Medical Marijuana Users May Retain Second Amendment Rights
From yesterday's Eleventh Circuit decision in Fla. Comm'r of Ag. v. Attorney General, written by Judge Elizabeth Branch and joined by Judges Robert Luck and Gerald Bard Tjoflat:
[T]wo Florida medical marijuana users who wish to purchase guns and one gun owner who wishes to participate in Florida's medical marijuana program brought a pre-enforcement action seeking declaratory relief that 18 U.S.C. § 922(d)(3) and (g)(3), which prohibit unlawful drug users from possessing or being sold firearms, are unconstitutional as applied to them…. [T]he district court conducted Bruen's history-and-tradition test to determine if the challenged statutes were similar to historical gun regulations. The district court concluded that the laws and regulations at issue in this case were consistent with this Nation's historical tradition of firearms regulation and therefore did not violate the Second Amendment….

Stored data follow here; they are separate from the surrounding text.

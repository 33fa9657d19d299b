//! Broker collaborator contract.
//!
//! The engine bridges links to a backing broker through the [`Broker`],
//! [`Publisher`], and [`Subscriber`] traits. Broker objects are shared across
//! connections and handle their own synchronisation. Asynchronous callbacks
//! from the broker ([`MessageHandler`] and [`SettleCallback`]) never touch
//! connection state directly: they post a [`BrokerEvent`] to the owning
//! connection task, which processes it in order with inbound frames.

use std::fmt;

use bytes::Bytes;
use thiserror::Error;
use tokio::sync::mpsc;

use crate::{
    link::LinkKey,
    performative::{ErrorCondition, condition},
};

pub mod memory;

pub use memory::MemoryBroker;

/// Broker-assigned message identifier.
#[derive(Clone, Copy, Debug, PartialEq, Eq, Hash, PartialOrd, Ord)]
pub struct MessageId(u64);

impl From<u64> for MessageId {
    fn from(value: u64) -> Self { Self(value) }
}

impl MessageId {
    /// Create a new [`MessageId`].
    #[must_use]
    pub const fn new(id: u64) -> Self { Self(id) }

    /// Return the inner `u64` representation.
    #[must_use]
    pub const fn as_u64(self) -> u64 { self.0 }
}

impl fmt::Display for MessageId {
    fn fmt(&self, f: &mut fmt::Formatter<'_>) -> fmt::Result { write!(f, "MessageId({})", self.0) }
}

/// Transaction identifier passed through to the broker.
///
/// Transactions are not negotiated by the engine, so this is always `None`.
pub type TxId = Option<u64>;

/// Errors reported by the broker.
#[derive(Clone, Debug, Error, PartialEq, Eq)]
pub enum BrokerError {
    /// No node exists at the address.
    #[error("unknown address: {address}")]
    NotFound {
        /// Address requested by the link.
        address: String,
    },
    /// The broker cannot serve the request right now.
    #[error("broker unavailable: {reason}")]
    Unavailable {
        /// Diagnostic from the broker.
        reason: String,
    },
    /// The broker refused the message or operation.
    #[error("broker rejected request: {reason}")]
    Rejected {
        /// Diagnostic from the broker.
        reason: String,
    },
    /// The message id is not outstanding on this subscriber.
    #[error("unknown message {0}")]
    UnknownMessage(MessageId),
}

impl BrokerError {
    /// Protocol error condition reported to the peer.
    #[must_use]
    pub fn condition(&self) -> ErrorCondition {
        let symbol = match self {
            Self::NotFound { .. } => condition::NOT_FOUND,
            Self::Unavailable { .. } => condition::RESOURCE_LIMIT_EXCEEDED,
            Self::Rejected { .. } | Self::UnknownMessage(_) => condition::INTERNAL_ERROR,
        };
        ErrorCondition::new(symbol, self.to_string())
    }
}

/// Final broker verdict on a published message.
#[derive(Clone, Debug, PartialEq, Eq)]
pub enum Settlement {
    /// The broker stored the message.
    Accepted,
    /// The broker refused the message.
    Rejected(String),
}

/// Event posted by broker callbacks to the owning connection.
#[derive(Clone, Debug, PartialEq, Eq)]
pub enum BrokerEvent {
    /// A message is ready for a subscribe link.
    Message {
        /// Link the subscriber was created for.
        link: LinkKey,
        /// Broker identifier of the message.
        message_id: MessageId,
        /// Message bytes.
        body: Bytes,
    },
    /// A message published on a publish link was settled.
    Settled {
        /// Link the publisher was created for.
        link: LinkKey,
        /// Broker identifier of the message.
        message_id: MessageId,
        /// Broker verdict.
        outcome: Settlement,
    },
}

/// Sending half of a connection's broker event channel.
pub type EventSender = mpsc::UnboundedSender<BrokerEvent>;

/// Receiving half of a connection's broker event channel.
pub type EventReceiver = mpsc::UnboundedReceiver<BrokerEvent>;

/// Delivers broker messages to a subscribe link.
#[derive(Clone, Debug)]
pub struct MessageHandler {
    link: LinkKey,
    events: EventSender,
}

impl MessageHandler {
    /// Create a handler that posts messages for `link` to `events`.
    #[must_use]
    pub fn new(link: LinkKey, events: EventSender) -> Self { Self { link, events } }

    /// Hand a message to the link.
    ///
    /// Returns `false` once the connection has gone away; the broker should
    /// then keep the message for another consumer.
    pub fn on_message(&self, message_id: MessageId, body: Bytes) -> bool {
        self.events
            .send(BrokerEvent::Message {
                link: self.link,
                message_id,
                body,
            })
            .is_ok()
    }

    /// Whether the owning connection has gone away.
    #[must_use]
    pub fn is_closed(&self) -> bool { self.events.is_closed() }
}

/// Reports the broker's verdict on a published message.
#[derive(Clone, Debug)]
pub struct SettleCallback {
    link: LinkKey,
    events: EventSender,
}

impl SettleCallback {
    /// Create a callback that posts settlements for `link` to `events`.
    #[must_use]
    pub fn new(link: LinkKey, events: EventSender) -> Self { Self { link, events } }

    /// The broker accepted the message.
    pub fn on_accepted(&self, message_id: MessageId) { self.settle(message_id, Settlement::Accepted); }

    /// The broker rejected the message.
    pub fn on_rejected(&self, message_id: MessageId, reason: impl Into<String>) {
        self.settle(message_id, Settlement::Rejected(reason.into()));
    }

    fn settle(&self, message_id: MessageId, outcome: Settlement) {
        // A closed channel means the connection is gone and nobody is owed a
        // disposition any more.
        let _ = self.events.send(BrokerEvent::Settled {
            link: self.link,
            message_id,
            outcome,
        });
    }
}

/// Backing broker shared by all connections.
pub trait Broker: Send + Sync + 'static {
    /// Bind a publisher to `address` for a publish link.
    ///
    /// # Errors
    ///
    /// Returns a [`BrokerError`] if the address is unknown or the broker
    /// refuses the link.
    fn create_sender(&self, address: &str) -> Result<Box<dyn Publisher>, BrokerError>;

    /// Bind a subscriber to `address` for a subscribe link.
    ///
    /// # Errors
    ///
    /// Returns a [`BrokerError`] if the address is unknown or the broker
    /// refuses the link.
    fn create_receiver(
        &self,
        address: &str,
        handler: MessageHandler,
    ) -> Result<Box<dyn Subscriber>, BrokerError>;
}

/// Broker-side endpoint of a publish link.
pub trait Publisher: Send {
    /// Allocate the identifier for the next published message.
    fn next_message_id(&mut self) -> MessageId;

    /// Publish `body` under an id obtained from [`next_message_id`](Self::next_message_id).
    ///
    /// The broker must eventually call `on_settle` exactly once for the
    /// message unless publishing fails synchronously.
    ///
    /// # Errors
    ///
    /// Returns a [`BrokerError`] if the broker refuses the message outright.
    fn publish(
        &mut self,
        tx_id: TxId,
        message_id: MessageId,
        body: Bytes,
        on_settle: SettleCallback,
    ) -> Result<(), BrokerError>;

    /// Release broker resources held for the link.
    fn close(&mut self) {}
}

/// Broker-side endpoint of a subscribe link.
pub trait Subscriber: Send {
    /// Report the remote receiver's credit.
    fn flow(&mut self, tx_id: TxId, delivery_count: u32, credit: u32);

    /// The remote accepted the message.
    ///
    /// # Errors
    ///
    /// Returns a [`BrokerError`] if the message is not outstanding.
    fn accept(&mut self, tx_id: TxId, message_id: MessageId) -> Result<(), BrokerError>;

    /// The remote rejected the message.
    ///
    /// # Errors
    ///
    /// Returns a [`BrokerError`] if the message is not outstanding.
    fn reject(
        &mut self,
        tx_id: TxId,
        message_id: MessageId,
        error: Option<&ErrorCondition>,
    ) -> Result<(), BrokerError>;

    /// The remote released the message for redelivery.
    ///
    /// # Errors
    ///
    /// Returns a [`BrokerError`] if the message is not outstanding.
    fn release(&mut self, tx_id: TxId, message_id: MessageId) -> Result<(), BrokerError>;

    /// The remote modified the message.
    ///
    /// # Errors
    ///
    /// Returns a [`BrokerError`] if the message is not outstanding.
    fn modified(
        &mut self,
        tx_id: TxId,
        message_id: MessageId,
        delivery_failed: bool,
        undeliverable_here: bool,
    ) -> Result<(), BrokerError>;

    /// Release broker resources held for the link.
    fn close(&mut self) {}
}

#[cfg(test)]
mod tests {
    use super::*;

    const fn key(handle: u32) -> LinkKey { LinkKey { handle, epoch: 1 } }

    #[test]
    fn callbacks_post_events_for_their_link() {
        let (tx, mut rx) = mpsc::unbounded_channel();
        MessageHandler::new(key(3), tx.clone()).on_message(MessageId::new(9), Bytes::from_static(b"m"));
        SettleCallback::new(key(4), tx).on_rejected(MessageId::new(10), "full");

        assert_eq!(
            rx.try_recv().expect("message event"),
            BrokerEvent::Message {
                link: key(3),
                message_id: MessageId::new(9),
                body: Bytes::from_static(b"m"),
            }
        );
        assert_eq!(
            rx.try_recv().expect("settle event"),
            BrokerEvent::Settled {
                link: key(4),
                message_id: MessageId::new(10),
                outcome: Settlement::Rejected("full".into()),
            }
        );
    }

    #[test]
    fn handler_reports_closed_connection() {
        let (tx, rx) = mpsc::unbounded_channel();
        let handler = MessageHandler::new(key(0), tx);
        drop(rx);
        assert!(handler.is_closed());
        assert!(!handler.on_message(MessageId::new(1), Bytes::new()));
    }

    #[test]
    fn not_found_maps_to_not_found_condition() {
        let err = BrokerError::NotFound {
            address: "queue/x".into(),
        };
        assert_eq!(err.condition().condition, condition::NOT_FOUND);
    }
}
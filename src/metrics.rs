//! Metric helpers for `amqpframe`.
//!
//! This module defines metric names and thin helpers around the
//! [`metrics`](https://docs.rs/metrics) crate. With the `metrics` feature
//! disabled the helpers compile to nothing.

#[cfg(feature = "metrics")]
use metrics::{counter, gauge};

/// Name of the gauge tracking active connections.
pub const CONNECTIONS_ACTIVE: &str = "amqpframe_connections_active";
/// Name of the counter tracking processed frames.
pub const FRAMES_PROCESSED: &str = "amqpframe_frames_processed_total";
/// Name of the counter tracking connection failures.
pub const ERRORS_TOTAL: &str = "amqpframe_errors_total";
/// Name of the counter tracking settled deliveries by outcome.
pub const DELIVERIES_SETTLED: &str = "amqpframe_deliveries_settled_total";
/// Name of the counter tracking panicking connection tasks.
pub const CONNECTION_PANICS: &str = "amqpframe_connection_panics_total";

/// Direction of frame processing.
#[derive(Clone, Copy, Debug, PartialEq, Eq)]
pub enum Direction {
    /// Frames received from a peer.
    Inbound,
    /// Frames sent to a peer.
    Outbound,
}

impl Direction {
    /// Label value used for this direction.
    #[must_use]
    pub const fn as_str(self) -> &'static str {
        match self {
            Direction::Inbound => "inbound",
            Direction::Outbound => "outbound",
        }
    }
}

/// Increment the active connections gauge.
pub fn inc_connections() {
    #[cfg(feature = "metrics")]
    gauge!(CONNECTIONS_ACTIVE).increment(1.0);
}

/// Decrement the active connections gauge.
pub fn dec_connections() {
    #[cfg(feature = "metrics")]
    gauge!(CONNECTIONS_ACTIVE).decrement(1.0);
}

/// Record a processed frame for the given direction.
pub fn inc_frames(direction: Direction) {
    #[cfg(feature = "metrics")]
    counter!(FRAMES_PROCESSED, "direction" => direction.as_str()).increment(1);
    #[cfg(not(feature = "metrics"))]
    let _ = direction;
}

/// Record a connection that ended with an error.
pub fn inc_errors() {
    #[cfg(feature = "metrics")]
    counter!(ERRORS_TOTAL).increment(1);
}

/// Record a settled delivery with its outcome label.
pub fn inc_settled(outcome: &'static str) {
    #[cfg(feature = "metrics")]
    counter!(DELIVERIES_SETTLED, "outcome" => outcome).increment(1);
    #[cfg(not(feature = "metrics"))]
    let _ = outcome;
}

/// Record a connection task that panicked.
pub fn inc_connection_panics() {
    #[cfg(feature = "metrics")]
    counter!(CONNECTION_PANICS).increment(1);
}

[We conclude that,] when viewed in the light most favorable to the plaintiffs, the allegations in the operative complaint do not lead to the inference that the plaintiffs are comparatively similar to either felons or dangerous individuals—the two historical analogues the Federal Government offers in its attempt to meet its burden. We therefore vacate the district court's order and remand for further proceedings consistent with this opinion….
[T]he FAC [First Amended Complaint] contains no allegations regarding either the frequency of use or effects that consumption of marijuana has on [plaintiffs] Cooper and Hansell—or other medical marijuana users. The FAC's only allegation about the nature of Cooper's and Hansell's use is that they use marijuana only as permitted by Florida law. And while the district court labeled them as "habitual drug users," presumably akin to addicts, the FAC says no such thing, stating simply that Cooper and Hansell use marijuana for the medical benefits they receive and in reliance on the fact that they will not be criminally prosecuted for their medicinal use.
Viewing these allegations in the light most favorable to Cooper and Hansell, it appears they use rational thought in making their decision to use marijuana and would stop their marijuana use if they were placed at risk of criminal prosecution. Accordingly, Cooper's and Hansell's mental state is a far cry from that of addicts and alcoholics whose actions are controlled by their need to use alcohol or drugs. See United States v. Yancey (7th Cir. 2010) (affirming the constitutionality of 18 U.S.C. § 922(g)(3) as applied to a criminal defendant who "had been smoking marijuana daily" for two years, reasoning that "habitual drug users" like the defendant were "more likely to have difficulty exercising self-control").
For a similar conclusion by the Fifth Circuit (favorably cited by yesterday's Eleventh Circuit decision), see this post about U.S. v. Connelly.